Крупные перемены, происшедшие во второй четверти столетия, заключались в крушении старого вотчинного землевладения, которое не смогло приспособиться к развитию денежного хозяйства. Самым заметным признаком последнего было стремление землевладельцев по-> лучать доход с крестьян в денежной форме. К этому одинаково стремились и большие и малые вотчинники. Но новая, более гибкая, форма дохода, говорит Покровский, «была бы бессмыслицей при том хозяйственном строе, в рамках которого сложилась феодальная вотчина». Переход феодального вотчинника к денежному хозяйству был внешним выражением более крупной перемены, состоявшей «в разрушении феодальной вотчины как самодовлеющего экономического целого и появлении землевладельца, прежде гордого в своем экономическом уединении, на рынке как в качестве покупателя, так и в качечестве продавца».11 Новые экономические условия, оказавшиеся гибельными для крупной вотчины старого типа, определили преобладание среднего землевладения, которое оказалось более гибким.

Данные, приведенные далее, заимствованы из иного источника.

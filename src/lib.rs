//! Cosmos-pager: paged cross-partition queries and change feeds for partitioned
//! document collections.
//!
//! A [`FeedClient`] turns one logical query or change feed read into the
//! per-partition-key-range requests it needs, merges ORDER BY results across
//! ranges, survives range splits, and hands out resumable continuation tokens.
//! Every network call goes through a [`RequestExecutor`], so retries and request
//! counting can be layered without touching iteration.
//!
//! # Example
//!
//! ```no_run
//! use std::sync::Arc;
//! use cosmos_pager::{Emulator, FeedClient, QueryOptions};
//!
//! #[tokio::main]
//! async fn main() -> cosmos_pager::QueryResult<()> {
//!     let emulator = Arc::new(Emulator::new());
//!     emulator.create_collection("db", "coll", "/pk", 5)?;
//!
//!     let client = FeedClient::new(emulator);
//!     let options = QueryOptions::new().enable_cross_partition_query(true);
//!     let mut query = client.query_items("dbs/db/colls/coll", "SELECT * FROM c", options)?;
//!     while !query.fetch_next_block().await?.is_empty() {}
//!     Ok(())
//! }
//! ```

pub mod client;
pub mod config;
pub mod continuation;
pub mod emulator;
pub mod error;
pub mod executor;
pub mod models;
pub mod query;
pub mod routing;
pub mod transport;

// Re-exports for convenience
pub use client::{FeedClient, FeedClientBuilder};
pub use config::{Args, ClientConfig, RetryPolicy};
pub use continuation::{ContinuationToken, RangeContinuation};
pub use emulator::{Emulator, FaultTarget};
pub use error::{ErrorCode, ErrorKind, QueryError, QueryResult};
pub use executor::{CountingExecutor, DirectExecutor, Operation, RequestExecutor, Response, RetryingExecutor};
pub use models::{
    ChangeFeedOptions, CollectionLink, Document, Page, PartitionKey, PartitionKeyRange,
    QueryMetrics, QueryOptions, ResponseHeaders,
};
pub use query::{ChangeFeedCursor, QueryIterator};
pub use routing::{PartitionKeyRangeResolver, RoutingScope};
pub use transport::{ChangeFeedStart, FeedKind, FeedRequest, Transport};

По мнению Покровского, два условия вели к быстрой ликвидации старых московских латифундий: отсутствие способностей и охоты у крупного землевладельца по–новому организовать свое хозяйство и большое количество «тунеядной челяди и дружины», составлявшей «двор» медиатизированного удельного князя или большого боярина. Мелкий вассалитет оказался в более выгодном положении, так как, во–первых, небольшое владение было легче организовать, и, во–вторых, мелкий вассал не только не нес расходов, связанных со службой, но и сам получил денежное жалование за несение службы. В результате хозяйственные перемены «должны были выдвинуть новые общественные классы или, по крайней мере, новые социальные группы». Ими были: среднее землевладение, успешно сжившееся с условиями нового менового хозяйства, и буржуазия.

Одной из главных ошибок Покровского в этой концепции является характерное для него преувеличение развития товарно–денежных отношений в первой половине XVI в. По существу Покровский говорит не о простом развитии денежных отношений, а о появлении денежного хозяйства. Последнее должно было вызвать выделение буржуазии как общественного класса. При этом Покровский замечает, что не только буржуазия выделялась из массы сельского населения, но и в среду последнего проникали буржуазные отношения. Из этих положений логически должен был вытекать тезис о развитии капиталистического хозяйства в XVI в. Хотя сам Покровский об этом открыто не говорит, но такой вывод совершенно неизбежен для его социально–экономической концепции XVI в.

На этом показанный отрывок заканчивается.